Eine weitere Schwierigkeit bietet das Halten der Züge bei den großen Geschwindigkeiten. Mit unsern jetzigen Bremsvorrichtungen konnte der mit 137 Kilometer in der Stunde fahrende Zug erst nach einer Minute zum Halten gebracht werden, trotzdem Notbremsung angewandt war, und dabei war der Zug vom Augenblick des Bremsens bis zum Halten noch über einen Kilometer weit gelaufen. Wenn man bedenkt, daß unsere Schnellzüge bei 90 Kilometer Fahrgeschwindigkeit in 30 Sekunden auf eine Strecke von 400 Meter zum Halten gebracht werden können, daß hiernach unsere sämtlichen Signale angelegt sind, so kommt man zu dem Schluß, daß auch andere schneller wirkende Bremseinrichtungen bei Erhöhung unserer Fahrgeschwindigkeiten eingeführt werden müssen.

Bei der Fahrt auf offener Strecke ist auf gutem Oberbau immerhin eine Steigerung der Fahrgeschwindigkeit auch mit unsern jetzigen Betriebsmitteln möglich: das haben die Versuche auf der Militärbahn bewiesen.

Die jetzigen Versuche auf der Militäreisenbahn sollen nur zeigen, wie hoch die Fahrgeschwindigkeit auf günstiger Strecke bei Verwendung unserer im Betrieb befindlichen Schnellzuglokomotiven mit Sicherheit gesteigert werden kann.

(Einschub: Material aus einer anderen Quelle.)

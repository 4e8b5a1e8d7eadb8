//! Test-only backend wrappers.

use super::memory::{MemoryBackend, MemoryDocument, MemoryOutput};
use super::DocumentBackend;
use crate::cancel::CancelFlag;
use crate::error::Result;
use std::path::Path;
use std::sync::atomic::{AtomicUsize, Ordering};
use std::sync::{Arc, Mutex};

/// Wraps a [`MemoryBackend`] and raises a cancel flag once a fixed number
/// of backend calls (`open` or `start_output`) have been made, so tests can
/// cancel an operation deterministically mid-run.
#[derive(Clone)]
pub(crate) struct CancellingBackend {
    inner: MemoryBackend,
    flag: Arc<Mutex<Option<CancelFlag>>>,
    remaining: Arc<AtomicUsize>,
}

impl CancellingBackend {
    pub(crate) fn new(inner: MemoryBackend, calls_before_cancel: usize) -> Self {
        Self {
            inner,
            flag: Arc::new(Mutex::new(None)),
            remaining: Arc::new(AtomicUsize::new(calls_before_cancel)),
        }
    }

    /// Arm the wrapper with the engine's flag. The engine owns its flag, so
    /// this runs after engine construction.
    pub(crate) fn arm(&self, flag: CancelFlag) {
        *self.flag.lock().expect("flag slot poisoned") = Some(flag);
    }

    fn count_call(&self) {
        let prev = self
            .remaining
            .fetch_update(Ordering::SeqCst, Ordering::SeqCst, |n| n.checked_sub(1));
        if prev == Ok(1) {
            if let Some(flag) = self.flag.lock().expect("flag slot poisoned").as_ref() {
                flag.cancel();
            }
        }
    }
}

impl DocumentBackend for CancellingBackend {
    type Doc = MemoryDocument;
    type Out = MemoryOutput;

    fn open(&self, path: &Path) -> Result<MemoryDocument> {
        self.count_call();
        self.inner.open(path)
    }

    fn start_output(&self) -> MemoryOutput {
        self.count_call();
        self.inner.start_output()
    }
}
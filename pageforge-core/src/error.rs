use std::path::PathBuf;
use thiserror::Error;

/// Errors produced by the page engine and the batch orchestrator.
#[derive(Error, Debug)]
pub enum EngineError {
    /// Bad page numbers/ranges, malformed parameters, length mismatches
    #[error("Validation error: {0}")]
    Validation(String),

    /// Missing input file or path
    #[error("Not found: {}", .0.display())]
    NotFound(PathBuf),

    /// Underlying document-backend failure
    #[error("Backend error: {0}")]
    Backend(String),

    /// User-requested abort mid-operation
    #[error("Operation cancelled")]
    Cancelled,

    /// IO error
    #[error("IO error: {0}")]
    Io(#[from] std::io::Error),
}

impl EngineError {
    pub fn is_cancelled(&self) -> bool {
        matches!(self, EngineError::Cancelled)
    }
}

pub type Result<T> = std::result::Result<T, EngineError>;

#[cfg(test)]
mod tests {
    use super::*;
    use std::io::{Error as IoError, ErrorKind};

    #[test]
    fn test_error_display() {
        let error = EngineError::Validation("page order has 3 entries".to_string());
        assert_eq!(
            error.to_string(),
            "Validation error: page order has 3 entries"
        );

        let error = EngineError::NotFound(PathBuf::from("missing.pdf"));
        assert_eq!(error.to_string(), "Not found: missing.pdf");

        let error = EngineError::Cancelled;
        assert_eq!(error.to_string(), "Operation cancelled");
    }

    #[test]
    fn test_from_io_error() {
        let io_error = IoError::new(ErrorKind::NotFound, "file not found");
        let error = EngineError::from(io_error);

        match error {
            EngineError::Io(ref err) => assert_eq!(err.kind(), ErrorKind::NotFound),
            _ => panic!("Expected IO error variant"),
        }
    }

    #[test]
    fn test_is_cancelled() {
        assert!(EngineError::Cancelled.is_cancelled());
        assert!(!EngineError::Validation("x".to_string()).is_cancelled());
    }

    #[test]
    fn test_error_send_sync() {
        fn assert_send_sync<T: Send + Sync>() {}
        assert_send_sync::<EngineError>();
    }
}
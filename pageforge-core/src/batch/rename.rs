//! Pattern-based batch renaming.
//!
//! Patterns are plain strings with placeholders:
//!
//! - `{index}` - 1-based position in the input list
//! - `{name}` - original file stem
//! - `{ext}` - original extension, without the dot
//! - `{date}` - local date as `YYYYMMDD`
//!
//! Files are processed independently; one failure never stops the rest.

use chrono::Local;
use std::fs;
use std::path::{Path, PathBuf};

/// Per-file result of a [`batch_rename`] call.
#[derive(Debug, Clone)]
pub struct RenameOutcome {
    pub original: PathBuf,
    /// Destination path, `None` when the rename failed.
    pub renamed: Option<PathBuf>,
    pub error: Option<String>,
}

impl RenameOutcome {
    pub fn succeeded(&self) -> bool {
        self.renamed.is_some()
    }
}

/// Rename `files` according to `pattern`. With `output_dir` set, files move
/// there (the directory is created if missing); otherwise each file is
/// renamed next to its original. Returns one outcome per input, in order.
pub fn batch_rename(
    files: &[PathBuf],
    pattern: &str,
    output_dir: Option<&Path>,
) -> Vec<RenameOutcome> {
    let date = Local::now().format("%Y%m%d").to_string();

    if let Some(dir) = output_dir {
        if let Err(error) = fs::create_dir_all(dir) {
            tracing::warn!(dir = %dir.display(), %error, "cannot create output directory");
            return files
                .iter()
                .map(|file| RenameOutcome {
                    original: file.clone(),
                    renamed: None,
                    error: Some(error.to_string()),
                })
                .collect();
        }
    }

    files
        .iter()
        .enumerate()
        .map(|(i, file)| rename_one(file, i + 1, pattern, output_dir, &date))
        .collect()
}

fn rename_one(
    file: &Path,
    index: usize,
    pattern: &str,
    output_dir: Option<&Path>,
    date: &str,
) -> RenameOutcome {
    let failed = |error: String| RenameOutcome {
        original: file.to_path_buf(),
        renamed: None,
        error: Some(error),
    };

    if !file.exists() {
        return failed("file not found".to_string());
    }

    let stem = file
        .file_stem()
        .map(|s| s.to_string_lossy().into_owned())
        .unwrap_or_default();
    let ext = file
        .extension()
        .map(|e| e.to_string_lossy().into_owned())
        .unwrap_or_default();

    let new_name = pattern
        .replace("{index}", &index.to_string())
        .replace("{name}", &stem)
        .replace("{ext}", &ext)
        .replace("{date}", date);

    let dir = match output_dir {
        Some(dir) => dir.to_path_buf(),
        None => file.parent().map(Path::to_path_buf).unwrap_or_default(),
    };
    let destination = dir.join(new_name);

    match fs::rename(file, &destination) {
        Ok(()) => {
            tracing::debug!(from = %file.display(), to = %destination.display(), "renamed");
            RenameOutcome {
                original: file.to_path_buf(),
                renamed: Some(destination),
                error: None,
            }
        }
        Err(error) => failed(error.to_string()),
    }
}
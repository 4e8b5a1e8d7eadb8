//! # pageforge
//!
//! A page-indexing and batch-orchestration engine for paginated documents.
//!
//! ## Features
//!
//! - **Page ranges**: Parse human-written page specs like `"1-3,5,7-10"`
//! - **Page transforms**: Split, merge, insert, delete, replace, reorder, crop and rotate pages
//! - **Batch execution**: Queue tasks, run them with failure isolation and progress reporting
//! - **Scheduling**: Defer tasks to a trigger time, dispatched by polling
//! - **Templates & history**: Save task configurations by name, persist operation history as JSON
//! - **Backend seam**: Engine is generic over a [`backend::DocumentBackend`]; an in-memory backend ships for tests and tooling
//!
//! ## Quick Start
//!
//! ```rust
//! use pageforge::backend::MemoryBackend;
//! use pageforge::engine::PageEngine;
//! use std::path::Path;
//!
//! # fn main() -> pageforge::Result<()> {
//! let backend = MemoryBackend::new();
//! backend.insert("report.pdf", 25);
//!
//! let mut engine = PageEngine::new(backend);
//! let parts = engine.split_by_count(Path::new("report.pdf"), Path::new("out"), 10)?;
//! assert_eq!(parts.len(), 3);
//! # Ok(())
//! # }
//! ```
//!
//! ## Batch Orchestration
//!
//! ```rust
//! use pageforge::backend::MemoryBackend;
//! use pageforge::batch::{BatchOrchestrator, TaskSpec};
//! use pageforge::engine::PageEngine;
//! use std::path::PathBuf;
//!
//! let backend = MemoryBackend::new();
//! backend.insert("a.pdf", 3);
//! backend.insert("b.pdf", 4);
//!
//! let mut orchestrator = BatchOrchestrator::new(PageEngine::new(backend));
//! orchestrator.add_task(TaskSpec::Merge {
//!     inputs: vec![PathBuf::from("a.pdf"), PathBuf::from("b.pdf")],
//!     output: PathBuf::from("merged.pdf"),
//! });
//!
//! let result = orchestrator.execute_batch_with_progress(|percent| {
//!     println!("{percent}%");
//! });
//! assert!(result.all_successful());
//! ```
//!
//! ## Modules
//!
//! - [`range`] - Page span and page spec resolution
//! - [`engine`] - The [`engine::PageEngine`] and its page operations
//! - [`backend`] - Document backend traits and the in-memory backend
//! - [`batch`] - Task queue, scheduler, templates, renaming and history
//! - [`cache`] - The LRU cache backing page-count memoization
//! - [`cancel`] - Shared cancellation flag for long operations

pub mod backend;
pub mod batch;
pub mod cache;
pub mod cancel;
pub mod engine;
pub mod error;
pub mod range;

pub use cancel::CancelFlag;
pub use error::{EngineError, Result};
pub use range::{resolve_page_spec, PageSpan};
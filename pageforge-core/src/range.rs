//! Page-range parsing and validation
//!
//! User-facing page specs are comma-separated lists of 1-indexed tokens,
//! either a single page number or an inclusive `start-end` pair, e.g.
//! `"1-3,5,7-10"`. Resolution produces 0-indexed page indices in token
//! order, without deduplication.

use crate::error::{EngineError, Result};
use std::fmt;

/// An inclusive 1-indexed page range, as given by callers of range-mode
/// splitting.
#[derive(Debug, Clone, Copy, PartialEq, Eq)]
pub struct PageSpan {
    pub start: usize,
    pub end: usize,
}

impl PageSpan {
    pub fn new(start: usize, end: usize) -> Self {
        Self { start, end }
    }

    /// Check `1 <= start <= end <= total_pages`, naming the offending pair
    /// on failure.
    pub fn validate(&self, total_pages: usize) -> Result<()> {
        if self.start < 1 || self.end > total_pages || self.start > self.end {
            return Err(EngineError::Validation(format!(
                "invalid page range: {}-{} (document has {} pages)",
                self.start, self.end, total_pages
            )));
        }
        Ok(())
    }

    /// The 0-indexed page indices covered by this span.
    pub fn indices(&self) -> impl Iterator<Item = usize> {
        (self.start - 1)..self.end
    }
}

impl fmt::Display for PageSpan {
    fn fmt(&self, f: &mut fmt::Formatter<'_>) -> fmt::Result {
        write!(f, "{}-{}", self.start, self.end)
    }
}

/// Resolve a page spec string against a document's page total.
///
/// Rules, carried from the original behavior:
/// - pair tokens are emitted ascending, with `end` clipped to `total_pages`;
///   a reversed pair (`start > end`) contributes nothing
/// - a single page number beyond `total_pages` is silently skipped
/// - output preserves token order and duplicates
///
/// Only syntactically malformed tokens fail: non-numeric text, empty
/// tokens, and page number 0 (pages are 1-indexed).
pub fn resolve_page_spec(spec: &str, total_pages: usize) -> Result<Vec<usize>> {
    let mut pages = Vec::new();

    for token in spec.split(',') {
        let token = token.trim();
        if let Some((start, end)) = token.split_once('-') {
            let start = parse_page_number(start.trim(), token)?;
            let end = parse_page_number(end.trim(), token)?;
            // Reversed pairs yield an empty contribution rather than an error.
            for page in start..=end.min(total_pages) {
                pages.push(page - 1);
            }
        } else {
            let page = parse_page_number(token, token)?;
            if page <= total_pages {
                pages.push(page - 1);
            } else {
                tracing::debug!(page, total_pages, "skipping out-of-range page");
            }
        }
    }

    Ok(pages)
}

fn parse_page_number(text: &str, token: &str) -> Result<usize> {
    let page: usize = text
        .parse()
        .map_err(|_| EngineError::Validation(format!("malformed page token: '{token}'")))?;
    if page == 0 {
        return Err(EngineError::Validation(format!(
            "page numbers start at 1: '{token}'"
        )));
    }
    Ok(page)
}
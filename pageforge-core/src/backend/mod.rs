//! Document backend seam
//!
//! The engine does not parse or write document byte streams itself. It
//! drives an injected backend through these traits: open a source document,
//! ask for its page count, copy pages into a new output document, mutate
//! per-page attributes (rotation, crop box) and save the result. Backends
//! own the on-disk format.

pub mod memory;
#[cfg(test)]
pub(crate) mod testing;

pub use memory::{MemoryBackend, MemoryDocument, MemoryPage};

use crate::error::Result;
use std::path::Path;

/// Inward offsets, in points, applied from each page edge when cropping.
#[derive(Debug, Clone, Copy, PartialEq, Default)]
pub struct Margins {
    pub left: f64,
    pub right: f64,
    pub top: f64,
    pub bottom: f64,
}

impl Margins {
    pub fn new(left: f64, right: f64, top: f64, bottom: f64) -> Self {
        Self {
            left,
            right,
            top,
            bottom,
        }
    }

    /// Uniform margin on all four edges.
    pub fn uniform(amount: f64) -> Self {
        Self::new(amount, amount, amount, amount)
    }
}

/// An opened paginated document. Owned for the duration of one operation;
/// never retained across operations.
pub trait SourceDocument {
    fn page_count(&self) -> usize;
}

/// A document under construction. Pages are copied in from source
/// documents, then per-page attributes may be adjusted before saving.
pub trait OutputDocument {
    type Doc: SourceDocument;

    /// Append a copy of `source`'s page at the given 0-indexed position.
    fn copy_page(&mut self, source: &Self::Doc, index: usize) -> Result<()>;

    fn page_count(&self) -> usize;

    /// Add a clockwise rotation to the page at `index`, modulo 360.
    fn rotate_page(&mut self, index: usize, degrees: u16) -> Result<()>;

    /// Shrink the page's visible box inward by the margin amounts.
    fn crop_page(&mut self, index: usize, margins: &Margins) -> Result<()>;

    fn save(&self, path: &Path) -> Result<()>;
}

/// Factory for source and output documents.
pub trait DocumentBackend {
    type Doc: SourceDocument;
    type Out: OutputDocument<Doc = Self::Doc>;

    /// Open an existing document; missing paths fail with `NotFound`.
    fn open(&self, path: &Path) -> Result<Self::Doc>;

    /// Start an empty output document.
    fn start_output(&self) -> Self::Out;
}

Erst in zweiter Linie muß geprüft werden, ob diese Geschwindigkeiten wirtschaftlich vorteilhaft sind, und ob sich nicht durch konstruktive Aenderungen Verbesserungen in dieser Beziehung erzielen lassen; diese Fragen lassen sich erst nach späteren Dauerversuchen beantworten.

Dieser Artikel erschien zuerst in Die Woche 15/1904.